According to the Confucian idea of ’jen', human-heartedness and righteousness is the basis of individual and social responsibilities where the proper conduct of relationships is most important. Self development and sustenance based one this inner morality in turn develops and sustains others. This is very similar to the idea of dharma.
According to Taoism, Tao, similar to the idea of dharma, is an emblem, meaning order, the whole, responsibility, efficiency. It is the Responsible Efficient, Total Order, creations as a whole, the whole of what is, multiplicity..
Management Guru Stephen R. Covey (Author of 'The 7 habits of highly effective people') has categorically called these: '...principles that govern human growth and happiness - natural laws’ and said: ”Every human has four endowments- self-awareness, conscience, independent will and creative imagination. These give us the ultimate human freedom… The power to choose, to respond, to change.” That is the power of nivritti – the power of deeper contemplation and harmony.

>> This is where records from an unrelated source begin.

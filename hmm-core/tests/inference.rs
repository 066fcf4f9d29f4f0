use hmm_core::{Hmm, HmmError, TerminalSelection, decode_all};

fn fixture(name: &str) -> Hmm {
	Hmm::load(format!("{}/../data/{name}", env!("CARGO_MANIFEST_DIR"))).unwrap()
}

const CAT_OBSERVATIONS: [&str; 5] = ["purr", "silent", "silent", "meow", "meow"];
const POS_OBSERVATIONS: [&str; 5] = ["i", "shot", "the", "elephant", "."];

#[test]
fn forward_on_cat_ends_hungry() {
	let hmm = fixture("cat");
	assert_eq!(hmm.forward(&CAT_OBSERVATIONS).unwrap(), Some("hungry"));
}

#[test]
fn viterbi_on_cat() {
	let hmm = fixture("cat");
	assert_eq!(
		hmm.viterbi(&CAT_OBSERVATIONS).unwrap(),
		["happy", "hungry", "grumpy", "happy", "happy"]
	);
}

#[test]
fn max_probability_terminal_on_cat() {
	// The highest final cell is hungry (0.0002592 against 0.000162 for happy)
	let hmm = fixture("cat");
	assert_eq!(
		hmm.viterbi_with(&CAT_OBSERVATIONS, TerminalSelection::MaxProbability).unwrap(),
		["happy", "hungry", "grumpy", "happy", "hungry"]
	);
	let best = hmm.viterbi_probability(&CAT_OBSERVATIONS).unwrap();
	assert!((best - 0.0002592).abs() < 1e-15);
}

#[test]
fn viterbi_on_part_of_speech() {
	let hmm = fixture("partofspeech");
	for selection in [TerminalSelection::SmallestBackpointer, TerminalSelection::MaxProbability] {
		assert_eq!(
			hmm.viterbi_with(&POS_OBSERVATIONS, selection).unwrap(),
			["PRON", "VERB", "DET", "NOUN", "."]
		);
	}
}

#[test]
fn forward_agrees_with_viterbi_on_deterministic_models() {
	let hmm = fixture("partofspeech");
	let path = hmm.viterbi(&POS_OBSERVATIONS).unwrap();
	assert_eq!(hmm.forward(&POS_OBSERVATIONS).unwrap(), path.last().copied());

	let dir = tempfile::tempdir().unwrap();
	std::fs::write(dir.path().join("lights.trans"), "# red 1\nred green 1\ngreen amber 1\namber red 1\n").unwrap();
	std::fs::write(dir.path().join("lights.emit"), "red stop 1\ngreen go 1\namber slow 1\n").unwrap();
	let hmm = Hmm::load(dir.path().join("lights")).unwrap();
	let observations = ["stop", "go", "slow", "stop", "go"];
	let path = hmm.viterbi(&observations).unwrap();
	assert_eq!(path, ["red", "green", "amber", "red", "green"]);
	assert_eq!(hmm.forward(&observations).unwrap(), path.last().copied());
	assert!((hmm.likelihood(&observations) - 1.0).abs() < 1e-12);
}

#[test]
fn empty_observations_are_a_no_op() {
	let hmm = fixture("cat");
	let empty: Vec<String> = Vec::new();
	assert!(hmm.viterbi(&empty).unwrap().is_empty());
	assert_eq!(hmm.forward(&empty).unwrap(), None);
}

#[test]
fn unseen_symbol_has_no_viable_path() {
	let hmm = fixture("cat");
	let observations = ["purr", "bark", "meow"];
	assert!(matches!(hmm.forward(&observations), Err(HmmError::NoViablePath)));
	assert!(matches!(hmm.viterbi(&observations), Err(HmmError::NoViablePath)));
	assert_eq!(hmm.likelihood(&observations), 0.0);
}

#[test]
fn batch_decoding_matches_single_calls() {
	let hmm = fixture("partofspeech");
	let sequences = vec![
		POS_OBSERVATIONS.to_vec(),
		vec!["you", "saw", "a", "big", "dog", "."],
		vec!["the", "unicorn"],
	];
	let decoded = decode_all(&hmm, &sequences, TerminalSelection::default());
	assert_eq!(decoded[0].as_ref().unwrap(), &["PRON", "VERB", "DET", "NOUN", "."]);
	assert_eq!(decoded[1].as_ref().unwrap(), &hmm.viterbi(&sequences[1]).unwrap());
	assert!(matches!(decoded[2], Err(HmmError::NoViablePath)));
}
use std::fmt;

use anyhow::{Context, Result, bail, ensure};
use serde_json::Value;
use tracing::{error, info, instrument};

/// Collections exposed by `player_api.php` that the playlist is built from
#[derive(Debug, Clone, Copy, PartialEq, Eq)]
pub enum Resource {
    Categories,
    Channels,
}

impl Resource {
    #[must_use]
    pub const fn action(self) -> &'static str {
        match self {
            Self::Categories => "get_live_categories",
            Self::Channels => "get_live_streams",
        }
    }

    /// `base_url` already carries the credentials query, so the action is simply appended
    #[must_use]
    pub fn url(self, base_url: &str) -> String {
        format!("{base_url}&action={}", self.action())
    }
}

impl fmt::Display for Resource {
    fn fmt(&self, f: &mut fmt::Formatter<'_>) -> fmt::Result {
        f.write_str(match self {
            Self::Categories => "categories",
            Self::Channels => "channels",
        })
    }
}

/// Fetches a collection as raw JSON records
///
/// Never fails: network errors, non-success statuses and undecodable bodies are
/// logged and come back as an empty list. Callers decide what emptiness means.
#[instrument(skip(client, base_url))]
pub async fn fetch(client: &reqwest::Client, base_url: &str, resource: Resource) -> Vec<Value> {
    match try_fetch(client, base_url, resource).await {
        Ok(records) => {
            info!("Fetched {} {resource}", records.len());
            records
        }
        Err(e) => {
            error!("Error fetching {resource}: {e:#}");
            Vec::new()
        }
    }
}

pub async fn fetch_categories(client: &reqwest::Client, base_url: &str) -> Vec<Value> {
    fetch(client, base_url, Resource::Categories).await
}

pub async fn fetch_channels(client: &reqwest::Client, base_url: &str) -> Vec<Value> {
    fetch(client, base_url, Resource::Channels).await
}

async fn try_fetch(
    client: &reqwest::Client,
    base_url: &str,
    resource: Resource,
) -> Result<Vec<Value>> {
    let res = client
        .get(resource.url(base_url))
        .send()
        .await
        .with_context(|| format!("Requesting {resource}"))?;

    ensure!(
        res.status().is_success(),
        "Upstream answered {} for {resource}",
        res.status()
    );

    let json = res
        .json::<Value>()
        .await
        .with_context(|| format!("Parsing {resource} response"))?;

    let Value::Array(records) = json else {
        bail!("Expected a JSON array of {resource}");
    };

    Ok(records)
}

Some are not surprised to see many atheists and communists (anti-spiritualists) in India today quoting Rabindranath’s views on nationalism. The same communists called him ‘a poet of the bourgeois’ not too long ago. They are taking shelter in what they do not have any faith in - spirituality. Rabindranath always believed in humanism, that is based on India’s age old vision of ‘vasudhaiva kutumbakam’ (the entire creation is one large family), ‘sarve bhavantu sukihna, sarve santu niramayah’ (let everybody be happy and healthy) and similar sage-concepts. He perhaps saw the impatience and the habit of copying the west, and feared that Indian leaders would adopt for her national life some of the alien ideas like ‘religion’ or ‘nationalism’ imported from the West. India instead had ‘dharma’ and ‘desh-bhakti’ which is broader and different from the concept of western political framework. He was much disturbed about the future and the mission of India – ‘Light to the world’. To steer the thoughts of his countrymen in right direction he prayed:
Where the mind is without fear and the head is held high
Where knowledge is free
Where the world has not been broken up into fragments
By narrow domestic walls
Where words come out from the depth of truth
Where tireless striving stretches its arms towards perfection
Where the clear stream of reason has not lost its way
Into the dreary desert sand of dead habit
Where the mind is led forward by thee
Into ever-widening thought and action
Into that heaven of freedom, my Father, let my country awake.
This ideal of freedom in India is based on the ultimate idea of freedom – ‘mukti’ or ‘moksha’.
But alas! The tragedy in India today is that the supporters of religious terrorism and separatism are trying to find shelter in Rabindranath and ‘devils quoting the scriptures’!
However, in order for the masses to achieve that higher realization one has to build from the bottom-up. So let us start with the basics.
What is love of a son for a mother like? Why do we have attachment to something – living and nonliving? Biology has a good explanation.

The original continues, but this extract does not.